Councilmen gave federal programs director Travis Jones the green light last month to apply for a justice assistance grant through the Mississippi Department of Justice, which would reimburse the city up to $12,107 to purchase equipment for the Columbus Police Department's forensic lab and its patrolmen. 


Part of the money would be used for a compact digital lidar system, which Jones said provides improved detection of vehicle speeds in congested traffic.  


"The lidar system would provide extreme accuracy and cutting edge technology for the department's anti-speeding campaign," Jones said. 


The other portion would go toward purchasing a ninhydrin acceleration chamber, which is an incubator that helps in solving cases involving fingerprinting. 


"This new piece of equipment would allow for temperature and humidity control through an exterior instrumentation panel," Jones said. "This would allow the process to be developed in a controlled (environment) manually or automatically and would reduce variability within the process by decreasing health risks to personnel conducting the analysis." 


Any money spent in excess of the $12,107 would come out of the forensic lab budget, Jones said. 


Ninety percent, or $97,380, of an $108,200 airport improvement grant would be funded by the Federal Aviation Administration if it accepts the joint application from the city of Columbus and Lowndes County. The Mississippi Department of Transportation would pitch in another five percent, or $5,410, leaving the city and county to pay $2,705 each for the remaining five percent.  


Jones said those grant funds would be used for several deficiencies at the city-and-county-owned airport, the first of which being the relocation of its new wind cone.  

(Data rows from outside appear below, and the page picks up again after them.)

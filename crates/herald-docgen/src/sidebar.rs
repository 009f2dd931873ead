//! Navigation manifest generation
//!
//! Groups every rendered event and schema into an ordered sidebar tree
//! for the documentation site. The tree is rebuilt from scratch each
//! run and its serialization is deterministic: identical input always
//! produces byte-identical output, because the manifest is committed
//! alongside the site.

use crate::diagnostics::HeraldResult;
use crate::discover::{EventMetadata, SchemaMetadata};
use crate::pipeline::GeneratorOptions;
use crate::slug::{event_link, schema_link};
use serde::{Deserialize, Serialize};
use std::collections::BTreeMap;

/// Section label forced onto internal (domain-only) events
pub const DOMAIN_EVENTS_SECTION: &str = "Domain Events";

/// Label of the trailing schemas group
pub const SCHEMAS_LABEL: &str = "Schemas";

/// A node in the navigation tree
#[derive(Debug, Clone, PartialEq, Serialize, Deserialize)]
pub struct SidebarItem {
    /// Display text
    pub label: String,
    /// Link target; group nodes may omit it
    #[serde(skip_serializing_if = "Option::is_none")]
    pub link: Option<String>,
    /// Whether the node starts collapsed
    pub collapsed: bool,
    /// Ordered children; leaves have none
    #[serde(default, skip_serializing_if = "Vec::is_empty")]
    pub items: Vec<SidebarItem>,
}

impl SidebarItem {
    /// A leaf page with a link
    pub fn page(label: impl Into<String>, link: impl Into<String>) -> Self {
        Self {
            label: label.into(),
            link: Some(link.into()),
            collapsed: false,
            items: vec![],
        }
    }

    /// A group node with children
    pub fn group(label: impl Into<String>, items: Vec<SidebarItem>) -> Self {
        Self {
            label: label.into(),
            link: None,
            collapsed: false,
            items,
        }
    }

    /// Mark the node collapsed
    pub fn collapsed(mut self) -> Self {
        self.collapsed = true;
        self
    }
}

/// Build the full navigation tree for a run's events and schemas
pub fn build_sidebar(
    events: &[EventMetadata],
    schemas: &[SchemaMetadata],
    options: &GeneratorOptions,
) -> Vec<SidebarItem> {
    // subdomain -> section -> sorted (label, link) pairs
    let mut grouped: BTreeMap<String, BTreeMap<String, Vec<(String, String)>>> = BTreeMap::new();

    for event in events {
        let (subdomain, mut section) = split_namespace(&event.namespace, &options.boundary_tokens);
        if event.internal {
            section = DOMAIN_EVENTS_SECTION.to_string();
        }
        grouped
            .entry(subdomain)
            .or_default()
            .entry(section)
            .or_default()
            .push((event.name.clone(), event_link(&event.name)));
    }

    let mut tree = Vec::new();
    for (subdomain, sections) in grouped {
        let mut children = Vec::new();

        let single_unnamed = sections.len() == 1 && sections.keys().next().map(String::as_str) == Some("");
        for (section, mut pages) in sections {
            pages.sort();
            let leaves: Vec<SidebarItem> = pages
                .into_iter()
                .map(|(label, link)| SidebarItem::page(label, link))
                .collect();

            if single_unnamed || section.is_empty() {
                children.extend(leaves);
            } else {
                children.push(SidebarItem::group(section, leaves));
            }
        }

        tree.push(SidebarItem::group(subdomain, children));
    }

    if !schemas.is_empty() {
        tree.push(schemas_group(schemas, options));
    }

    tree
}

/// Trailing top-level group listing every shared schema by subdomain
fn schemas_group(schemas: &[SchemaMetadata], options: &GeneratorOptions) -> SidebarItem {
    let mut grouped: BTreeMap<String, Vec<(String, String)>> = BTreeMap::new();
    for schema in schemas {
        let (subdomain, _) = split_namespace(&schema.namespace, &options.boundary_tokens);
        grouped
            .entry(subdomain)
            .or_default()
            .push((schema.clean_name.clone(), schema_link(&schema.clean_name)));
    }

    let children = grouped
        .into_iter()
        .map(|(subdomain, mut pages)| {
            pages.sort();
            SidebarItem::group(
                subdomain,
                pages
                    .into_iter()
                    .map(|(label, link)| SidebarItem::page(label, link))
                    .collect(),
            )
        })
        .collect();

    SidebarItem::group(SCHEMAS_LABEL, children).collapsed()
}

/// Split a namespace into `(subdomain, section)`.
///
/// The subdomain is the second namespace segment; the section is
/// everything between the subdomain and the first boundary token
/// (empty when they are adjacent). Namespaces that do not follow the
/// convention fall back to the last meaningful segment - a best-effort
/// heuristic, which is why the boundary tokens are configurable.
pub fn split_namespace(namespace: &str, boundary_tokens: &[String]) -> (String, String) {
    let segments: Vec<&str> = namespace.split('.').filter(|s| !s.is_empty()).collect();
    if segments.is_empty() {
        return (String::new(), String::new());
    }

    let boundary = segments
        .iter()
        .position(|segment| {
            boundary_tokens
                .iter()
                .any(|t| t.eq_ignore_ascii_case(segment))
        })
        .unwrap_or(segments.len());

    let subdomain = if boundary > 1 {
        segments[1].to_string()
    } else {
        segments[0].to_string()
    };

    let section = if boundary > 2 {
        segments[2..boundary].join(".")
    } else {
        String::new()
    };

    (subdomain, section)
}

/// Serialize the navigation manifest
pub fn to_json(items: &[SidebarItem]) -> HeraldResult<String> {
    let mut out = serde_json::to_string_pretty(items)?;
    out.push('\n');
    Ok(out)
}

#[cfg(test)]
mod tests {
    use super::*;
    use crate::testutil::{mock_event, mock_event_in, mock_schema};
    use pretty_assertions::assert_eq;

    fn options() -> GeneratorOptions {
        GeneratorOptions::default()
    }

    #[test]
    fn test_split_namespace() {
        let tokens = vec!["contracts".to_string(), "events".to_string()];
        assert_eq!(
            split_namespace("Acme.Billing.Contracts.Payments", &tokens),
            ("Billing".to_string(), String::new())
        );
        assert_eq!(
            split_namespace("Acme.Billing.Payments.Contracts", &tokens),
            ("Billing".to_string(), "Payments".to_string())
        );
        assert_eq!(
            split_namespace("Acme.Billing.Payments.Refunds.Contracts", &tokens),
            ("Billing".to_string(), "Payments.Refunds".to_string())
        );
    }

    #[test]
    fn test_empty_input_yields_empty_tree() {
        let tree = build_sidebar(&[], &[], &options());
        assert!(tree.is_empty());
        assert_eq!(to_json(&tree).unwrap(), "[]\n");
    }

    #[test]
    fn test_single_section_attaches_events_directly() {
        let events = vec![
            mock_event_in("PaymentReceived", "Acme.Billing.Contracts"),
            mock_event_in("PaymentFailed", "Acme.Billing.Contracts"),
        ];
        let tree = build_sidebar(&events, &[], &options());

        assert_eq!(tree.len(), 1);
        assert_eq!(tree[0].label, "Billing");
        // No intermediate section node
        assert_eq!(tree[0].items.len(), 2);
        assert_eq!(tree[0].items[0].label, "PaymentFailed");
        assert_eq!(tree[0].items[1].label, "PaymentReceived");
    }

    #[test]
    fn test_two_sections_under_one_subdomain() {
        let events = vec![
            mock_event_in("PaymentReceived", "Acme.Billing.Payments.Contracts"),
            mock_event_in("RefundIssued", "Acme.Billing.Refunds.Contracts"),
        ];
        let tree = build_sidebar(&events, &[], &options());

        assert_eq!(tree.len(), 1);
        assert_eq!(tree[0].label, "Billing");
        assert_eq!(tree[0].items.len(), 2);
        assert_eq!(tree[0].items[0].label, "Payments");
        assert_eq!(tree[0].items[1].label, "Refunds");
        assert_eq!(tree[0].items[0].items[0].label, "PaymentReceived");
    }

    #[test]
    fn test_internal_events_forced_into_domain_events() {
        let mut event = mock_event_in("StockAdjusted", "Acme.Warehouse.Picking.Contracts");
        event.internal = true;
        let tree = build_sidebar(&[event], &[], &options());

        assert_eq!(tree[0].label, "Warehouse");
        assert_eq!(tree[0].items[0].label, DOMAIN_EVENTS_SECTION);
    }

    #[test]
    fn test_schemas_group_is_trailing_and_sorted() {
        let events = vec![mock_event("PaymentReceived")];
        let schemas = vec![
            mock_schema("Money", "Acme.Billing.Contracts"),
            mock_schema("Address", "Acme.Billing.Contracts"),
        ];
        let tree = build_sidebar(&events, &schemas, &options());

        let last = tree.last().unwrap();
        assert_eq!(last.label, SCHEMAS_LABEL);
        assert!(last.collapsed);
        let billing = &last.items[0];
        assert_eq!(billing.items[0].label, "Address");
        assert_eq!(billing.items[1].label, "Money");
        assert_eq!(billing.items[1].link.as_deref(), Some("schemas/money"));
    }

    #[test]
    fn test_determinism() {
        let events = vec![
            mock_event_in("B", "Acme.Two.Contracts"),
            mock_event_in("A", "Acme.One.Contracts"),
        ];
        let first = to_json(&build_sidebar(&events, &[], &options())).unwrap();
        let second = to_json(&build_sidebar(&events, &[], &options())).unwrap();
        assert_eq!(first, second);
    }
}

"The existing wind cone is blocked by trees located on private property. This affects the reliability of the wind cone itself, which gives pilots a false reading about the wind direction and velocity," Jones said. "In essence, the existing wind cone is obsolete and needs to be replaced." 


Another issue the grant would address would be the airport's layout plan update (ALP), Jones said.  


"The existing ALP is not accurate and it's outdated. This project will include planning for runway safety and airport capacity and correcting all the existing inaccuracies already in the layout plan. It will update to reflect all the recent improvements that have been made out at the airport," he said. "It will help study runway extension to increase aircraft operations. Right now you have to do a layout plan to make sure that you can handle the increased traffic and increased capacity. By updating that plan, that will give them better insight as to where they are in attracting more traffic out there." 


Finally, funds will go toward installation of an automatic weather observation station, which would be set tentatively for the upcoming fiscal year if the grant is approved.  


Councilmen gave Jones the go-ahead to apply for the airport improvement grant last week. Jones said it would likely be September before he learn the final status of the grants.


Nathan Gregory covers city and county government for The Dispatch.